In terms of PTSD psychopathology, i.e. involuntary memory retrieval (intrusions, flashbacks), one might speculate that hydrocortisone reduces these kind of autobiographic memory retrieval, as suggested by some studies (de Quervain, Citation2006), providing resources for “normal” cognitive functions. Another prominent symptom in PSTD is chronic hyperarousal. In this context exogenous cortisol might dampen HPA axis activity by inhibiting central CRH release (as discussed by Yehuda et al., Citation2007), thus improving cognitive function.

However, alternative explanations cannot be ruled out. These could consist of a cortisol-induced enhancement of hippocampal functioning in PTSD patients (Wingenfeld et al., Citation2012). This interpretation would be in line with a recent neuroimaging study (Yehuda et al., Citation2010), as well as with a recent rodent study investigating the impact of early life stress on hippocampal plasticity in adulthood (Champagne et al., Citation2008).

Functional imaging studies performed in PTSD patients typically investigate the neural correlates of traumatic memories, which represent a specific form of autobiographical memory. The data suggest that PTSD memory impairments are associated with decreased cerebral blood flow and a failure of activation in the medial prefrontal cortex, hippocampus and anterior cingulate cortex, along with increased blood flow in the amygdala (Bremner, Citation2007). Interestingly, a correlation between increased amygdala activation and decreased activation in prefrontal areas during traumatic memories has been reported (Shin et al., Citation2004). Overall, an enhanced responsiveness of the amygdala during stress, i.e. symptom provocation or remembering traumatic experiences, in concert with disturbances of hippocampal and prefrontal areas (hypofunction), seem to be consistent findings in PTSD (Shin et al., Citation2006). Of note, the hippocampus and prefrontal cortex are essential for memory processes. In accordance with the studies of Yehuda et al. (Citation2010), Champagne et al. (Citation2008) and our own data, one might suggest that a low dose of hydrocortisone helps re-connect this neural network, resulting in enhanced memory retrieval. Possibly, the hippocampal feedback on the stress regulatory systems is strengthened or mimicked through cortisol promoting the capacity for cognitive functions. Enhanced memory specificity in PTSD patients may also be interpreted in terms of altered GR functioning (Rohleder et al., Citation2010; Yehuda, Citation2009), possibly as a result of early adverse experiences (McGowan et al., Citation2009). However, the neural underpinnings of “ordinary” autobiographic memories as well as the effects of stress or cortisol on autobiographic memories have not been investigated sufficiently in PTSD patients. In this context, more imaging studies are needed.

In conclusion, the current results indicate that the cortisol-induced effects on autobiographical memory retrieval are influenced by the valence of the stimuli used. The opposing effects of cortisol on memory specificity in PTSD patients compared to healthy controls are predominantly seen to neutral cue-words.
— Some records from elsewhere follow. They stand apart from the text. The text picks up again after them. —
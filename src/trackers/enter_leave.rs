use super::{Registrations, Tracker, TrackerKind};
use crate::error::TrackerResult;
use crate::input::{EventKind, InputEvent, Position, Surface};
use parking_lot::Mutex as ParkingMutex;
use std::sync::Arc;

pub type EventObserver = Arc<dyn Fn(&InputEvent) + Send + Sync>;

#[derive(Default)]
struct Inner {
    last_boundary: ParkingMutex<Option<Position>>,
    on_enter: ParkingMutex<Option<EventObserver>>,
    on_leave: ParkingMutex<Option<EventObserver>>,
}

impl Inner {
    fn handle(&self, event: &InputEvent) {
        *self.last_boundary.lock() = Some(event.position);
        let observer = match event.kind {
            EventKind::PointerEnter => self.on_enter.lock().clone(),
            EventKind::PointerLeave => self.on_leave.lock().clone(),
            _ => None,
        };
        if let Some(observer) = observer {
            observer(event);
        }
    }
}

/// Forwards enter and leave events to separate observers
pub struct EnterLeaveTracker {
    id: String,
    inner: Arc<Inner>,
    registrations: Registrations,
}

impl EnterLeaveTracker {
    pub fn new(surface: Arc<dyn Surface>) -> Self {
        Self {
            id: format!("enter-leave@{}", surface.name()),
            inner: Arc::new(Inner::default()),
            registrations: Registrations::new(surface),
        }
    }

    pub fn on_enter<F>(self, observer: F) -> Self
    where
        F: Fn(&InputEvent) + Send + Sync + 'static,
    {
        *self.inner.on_enter.lock() = Some(Arc::new(observer));
        self
    }

    pub fn on_leave<F>(self, observer: F) -> Self
    where
        F: Fn(&InputEvent) + Send + Sync + 'static,
    {
        *self.inner.on_leave.lock() = Some(Arc::new(observer));
        self
    }

    /// Where the pointer last crossed the surface boundary
    pub fn last_boundary(&self) -> Option<Position> {
        *self.inner.last_boundary.lock()
    }
}

impl Tracker for EnterLeaveTracker {
    fn id(&self) -> &str {
        &self.id
    }

    fn kind(&self) -> TrackerKind {
        TrackerKind::EnterLeave
    }

    fn start(&mut self) -> TrackerResult<()> {
        self.registrations.activate(&self.id)?;
        for kind in [EventKind::PointerEnter, EventKind::PointerLeave] {
            self.registrations
                .attach(kind, &self.inner, |inner, event| inner.handle(event));
        }
        Ok(())
    }

    fn stop(&mut self) {
        self.registrations.deactivate(&self.id);
    }

    fn is_active(&self) -> bool {
        self.registrations.is_active()
    }
}

#[cfg(test)]
mod tests {
    use super::*;
    use crate::input::EventTarget;
    use crate::trackers::test_support::Recorder;

    #[test]
    fn test_routes_enter_and_leave() {
        let target = EventTarget::shared("panel");
        let entered = Recorder::new();
        let left = Recorder::new();
        let (enter_sink, leave_sink) = (entered.sink(), left.sink());
        let mut tracker = EnterLeaveTracker::new(target.clone())
            .on_enter(move |e| enter_sink(e.position))
            .on_leave(move |e| leave_sink(e.position));
        tracker.start().unwrap();

        target.dispatch(&InputEvent::pointer_enter(0.0, 10.0));
        target.dispatch(&InputEvent::pointer_leave(100.0, 12.0));

        assert_eq!(entered.calls(), vec![Position::new(0.0, 10.0)]);
        assert_eq!(left.calls(), vec![Position::new(100.0, 12.0)]);
        assert_eq!(tracker.last_boundary(), Some(Position::new(100.0, 12.0)));
    }

    #[test]
    fn test_missing_observer_is_legal() {
        let target = EventTarget::shared("panel");
        let mut tracker = EnterLeaveTracker::new(target.clone());
        tracker.start().unwrap();
        target.dispatch(&InputEvent::pointer_enter(4.0, 4.0));
        assert_eq!(tracker.last_boundary(), Some(Position::new(4.0, 4.0)));
    }

    #[test]
    fn test_stop_before_start_is_noop() {
        let target = EventTarget::shared("panel");
        let mut tracker = EnterLeaveTracker::new(target.clone());
        tracker.stop();
        assert!(!tracker.is_active());
        assert_eq!(target.listener_count(), 0);
    }

    #[test]
    fn test_stop_twice() {
        let target = EventTarget::shared("panel");
        let entered = Recorder::new();
        let left = Recorder::new();
        let (enter_sink, leave_sink) = (entered.sink(), left.sink());
        let mut tracker = EnterLeaveTracker::new(target.clone())
            .on_enter(move |e| enter_sink(e.position))
            .on_leave(move |e| leave_sink(e.position));
        tracker.start().unwrap();
        tracker.stop();
        tracker.stop();

        target.dispatch(&InputEvent::pointer_enter(0.0, 0.0));
        target.dispatch(&InputEvent::pointer_leave(5.0, 0.0));

        assert!(!tracker.is_active());
        assert_eq!(entered.len(), 0);
        assert_eq!(left.len(), 0);
        assert_eq!(target.listener_count(), 0);
        assert_eq!(tracker.last_boundary(), None);
    }
}
//! Host-facing input layer
//!
//! Event payload types, the `Surface` listener abstraction, clocks and the
//! display-refresh scheduler. Trackers only ever talk to the host through
//! these.

pub mod clock;
pub mod frame;
pub mod surface;
pub mod types;

pub use clock::{Clock, ManualClock, SystemClock};
pub use frame::{FrameCallback, FrameHandle, FrameScheduler, ManualFrameScheduler};
pub use surface::{EventTarget, Listener, ListenerId, Surface};
pub use types::{
    CursorStyle, EventKind, InputEvent, MouseButton, Position, Velocity, WheelDelta,
};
Furthermore, we provided evidence for an effect of cortisol administration on retrieval time of autobiographical memories that is dependent on valence. These results need to be replicated and the underlying neuronal correlates should be investigated using functional imaging techniques.

Declaration of interest

The authors report no conflicts of interest. The authors alone are responsible for the content and writing of this article.

The study was supported by a grant of the Deutsche Forschungsgemeinschaft (WI 3396/1-awarded to KW, OTW and MD).